The Failure of Progress: Why We Can't Get it Right
- Mar 30
- 10 min read

Pandora’s Box, Progress, and the Problem We Can’t Fix
I was recently thinking about the old myth of Pandora’s box. For the uninitiated, it is a Greek tale that sought an answer to the problem of suffering in the world. It paints a picture of the first woman, Pandora, a creation of Zeus, sent as punishment for Prometheus’s theft of fire.
Each of the gods gave her gifts before sending her to earth. Zeus gave her a jar—though we have come to call it a box—and commanded her not to open it.
Riddled with curiosity, Pandora opened the jar and unleashed all manner of pain into the world of men. Through one person’s act of disobedience—through one person’s desire to know what was forbidden—many suffered.
As I considered this story, I wondered: would I have been wise enough not to open it?
The Story We Already Know
If you are a Christian, this story likely feels familiar. That’s because it echoes something far older and far more real.
Long before Greek philosophers tried to make sense of suffering, Scripture gave us an account rooted in history. In the Garden of Eden, God created a perfect world and placed man within it. He gave a single command: do not eat from the tree of the knowledge of good and evil.
It was not an arbitrary restriction. It was a boundary rooted in love and wisdom. God knew what that knowledge would do. He knew the cost of disobedience: a broken relationship with a holy and perfect God.

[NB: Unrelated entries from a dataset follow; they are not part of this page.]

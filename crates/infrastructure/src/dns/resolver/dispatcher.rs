//! Terminal chain stage: forwards the query to the configured upstream
//! set and returns the first usable answer.
//!
//! Up to `resolver_count` upstreams are picked at random (without
//! replacement) and raced; the first non-SERVFAIL answer wins and the
//! losing flights are aborted. If every racer fails, the remaining
//! upstreams are tried sequentially. Total failure becomes a SERVFAIL
//! response, never an error, so callers always have a message to send.

use crate::dns::breaker::CircuitBreaker;
use crate::dns::message;
use crate::dns::transport;
use async_trait::async_trait;
use futures::stream::FuturesUnordered;
use futures::StreamExt;
use hickory_proto::op::{Message, ResponseCode};
use std::sync::Arc;
use std::time::{Duration, Instant};
use tracing::{debug, warn};
use warden_dns_application::ports::Resolver;
use warden_dns_domain::{DnsError, DnsRequest, DnsResponse, ResponseKind, Upstream, UpstreamKind};

pub struct UpstreamDispatcher {
    upstreams: Arc<Vec<Upstream>>,
    resolver_count: usize,
    timeout: Duration,
    breaker: Arc<CircuitBreaker>,
}

/// One attempt against one upstream: build transport, send, parse.
/// A truncated UDP answer is retried over TCP against the same
/// host:port within the remaining deadline.
async fn query_upstream(
    upstream: &Upstream,
    message_bytes: &[u8],
    timeout: Duration,
) -> Result<Message, DnsError> {
    let start = Instant::now();

    let dns_transport = transport::create_transport(upstream);
    let response = dns_transport.send(message_bytes, timeout).await?;
    let parsed =
        Message::from_vec(&response.bytes).map_err(|e| DnsError::MessageFormat(e.to_string()))?;

    if parsed.truncated() && upstream.net == UpstreamKind::Udp {
        debug!(server = %upstream, "Response truncated (TC bit), retrying via TCP");

        let tcp_upstream = Upstream::new(UpstreamKind::Tcp, upstream.host.clone(), upstream.port);
        let remaining = timeout
            .checked_sub(start.elapsed())
            .unwrap_or(Duration::from_millis(500));

        let tcp_transport = transport::create_transport(&tcp_upstream);
        let tcp_response = tcp_transport.send(message_bytes, remaining).await?;
        return Message::from_vec(&tcp_response.bytes)
            .map_err(|e| DnsError::MessageFormat(e.to_string()));
    }

    Ok(parsed)
}

impl UpstreamDispatcher {
    pub fn new(upstreams: Vec<Upstream>, resolver_count: usize, timeout: Duration) -> Self {
        Self {
            upstreams: Arc::new(upstreams),
            resolver_count: resolver_count.max(1),
            timeout,
            breaker: Arc::new(CircuitBreaker::default()),
        }
    }

    pub fn with_breaker(mut self, breaker: Arc<CircuitBreaker>) -> Self {
        self.breaker = breaker;
        self
    }

    /// Sends `query` to the given upstream set and returns the winning
    /// answer. Also used directly by the client-name stage for its PTR
    /// lookups.
    pub async fn dispatch(
        &self,
        query: &Message,
        upstreams: &[Upstream],
    ) -> Result<Message, DnsError> {
        if upstreams.is_empty() {
            return Err(DnsError::AllUpstreamsFailed);
        }

        let message_bytes: Arc<Vec<u8>> = Arc::new(
            query
                .to_vec()
                .map_err(|e| DnsError::MessageFormat(e.to_string()))?,
        );

        // Parked upstreams sit out the selection; if the breaker parked
        // everything, use the full set rather than giving up.
        let mut order: Vec<usize> = (0..upstreams.len())
            .filter(|&i| self.breaker.is_available(&upstreams[i]))
            .collect();
        if order.is_empty() {
            order = (0..upstreams.len()).collect();
        }
        fastrand::shuffle(&mut order);

        let race_count = self.resolver_count.min(order.len());
        let racers = order[..race_count].to_vec();
        let rest = order[race_count..].to_vec();

        debug!(
            racing = race_count,
            fallback = rest.len(),
            "Dispatching upstream race"
        );

        let mut abort_handles = Vec::with_capacity(racers.len());
        let mut flights = FuturesUnordered::new();

        for idx in racers {
            let upstream = upstreams[idx].clone();
            let bytes = Arc::clone(&message_bytes);
            let timeout = self.timeout;

            let handle = tokio::spawn(async move {
                let result = query_upstream(&upstream, &bytes, timeout).await;
                (upstream, result)
            });
            abort_handles.push(handle.abort_handle());
            flights.push(handle);
        }

        let mut winner: Option<Message> = None;
        while let Some(join_result) = flights.next().await {
            match join_result {
                Ok((upstream, Ok(answer))) => {
                    if answer.response_code() == ResponseCode::ServFail {
                        self.breaker.record_failure(&upstream);
                        debug!(server = %upstream, "Upstream answered SERVFAIL in race");
                        continue;
                    }
                    self.breaker.record_success(&upstream);
                    let canceled = abort_handles.len().saturating_sub(1);
                    for handle in &abort_handles {
                        handle.abort();
                    }
                    debug!(
                        server = %upstream,
                        canceled_flights = canceled,
                        "Fastest upstream answered, canceled the rest"
                    );
                    winner = Some(answer);
                    break;
                }
                Ok((upstream, Err(e))) => {
                    if e.is_transport_error() {
                        self.breaker.record_failure(&upstream);
                    }
                    debug!(server = %upstream, error = %e, "Upstream failed in race");
                }
                Err(e) => {
                    if !e.is_cancelled() {
                        warn!(error = %e, "Upstream flight panicked");
                    }
                }
            }
        }
        for handle in &abort_handles {
            handle.abort();
        }

        if let Some(answer) = winner {
            return Ok(answer);
        }

        // Race exhausted: walk the remaining upstreams one by one.
        for idx in rest {
            let upstream = &upstreams[idx];
            match query_upstream(upstream, &message_bytes, self.timeout).await {
                Ok(answer) if answer.response_code() != ResponseCode::ServFail => {
                    self.breaker.record_success(upstream);
                    debug!(server = %upstream, "Fallback upstream answered");
                    return Ok(answer);
                }
                Ok(_) => {
                    self.breaker.record_failure(upstream);
                    debug!(server = %upstream, "Fallback upstream answered SERVFAIL");
                }
                Err(e) => {
                    if e.is_transport_error() {
                        self.breaker.record_failure(upstream);
                    }
                    warn!(server = %upstream, error = %e, "Fallback upstream failed");
                }
            }
        }

        Err(DnsError::AllUpstreamsFailed)
    }
}

#[async_trait]
impl Resolver for UpstreamDispatcher {
    async fn resolve(&self, request: &mut DnsRequest) -> Result<DnsResponse, DnsError> {
        let (upstreams, kind) = match &request.upstream_override {
            Some(set) => (Arc::clone(set), ResponseKind::Conditional),
            None => (Arc::clone(&self.upstreams), ResponseKind::Resolved),
        };

        match self.dispatch(&request.message, &upstreams).await {
            Ok(mut answer) => {
                answer.set_id(request.message.id());
                Ok(DnsResponse::new(answer, kind, self.name()))
            }
            Err(e) => {
                warn!(error = %e, "All upstreams exhausted; answering SERVFAIL");
                Ok(DnsResponse::new(
                    message::servfail_message(&request.message),
                    kind,
                    self.name(),
                ))
            }
        }
    }

    fn configuration(&self) -> Vec<String> {
        let mut lines = vec![
            format!("resolverCount = {}", self.resolver_count),
            format!("timeout       = {}ms", self.timeout.as_millis()),
        ];
        for upstream in self.upstreams.iter() {
            lines.push(format!("upstream      = {upstream}"));
        }
        lines
    }

    fn name(&self) -> &'static str {
        "upstream_dispatcher"
    }
}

And yet, the serpent came—not with force, but with a question:
“Did God really say?”
That question was enough. Curiosity gave way to mistrust. Mistrust gave way to disobedience. And through that, sin entered the world, bringing with it death, suffering, and separation from God.
The story of Pandora is not an explanation of reality—it is an echo of it.
The Universal Search for a Solution
Every culture, in its own way, has tried to answer the same question: What is wrong with the world, and how do we fix it?
We instinctively know something is broken. It doesn’t take long to see it—in ourselves, in our relationships, in our institutions. And so we search for solutions.
We look to:
better leaders
better systems
better laws
better technologies
better philosophies
We know something is broken in the world—and we are desperate to fix it. We chase solutions with urgency because we believe that if we can just get the right combination of ideas and structures, we can fix what is wrong.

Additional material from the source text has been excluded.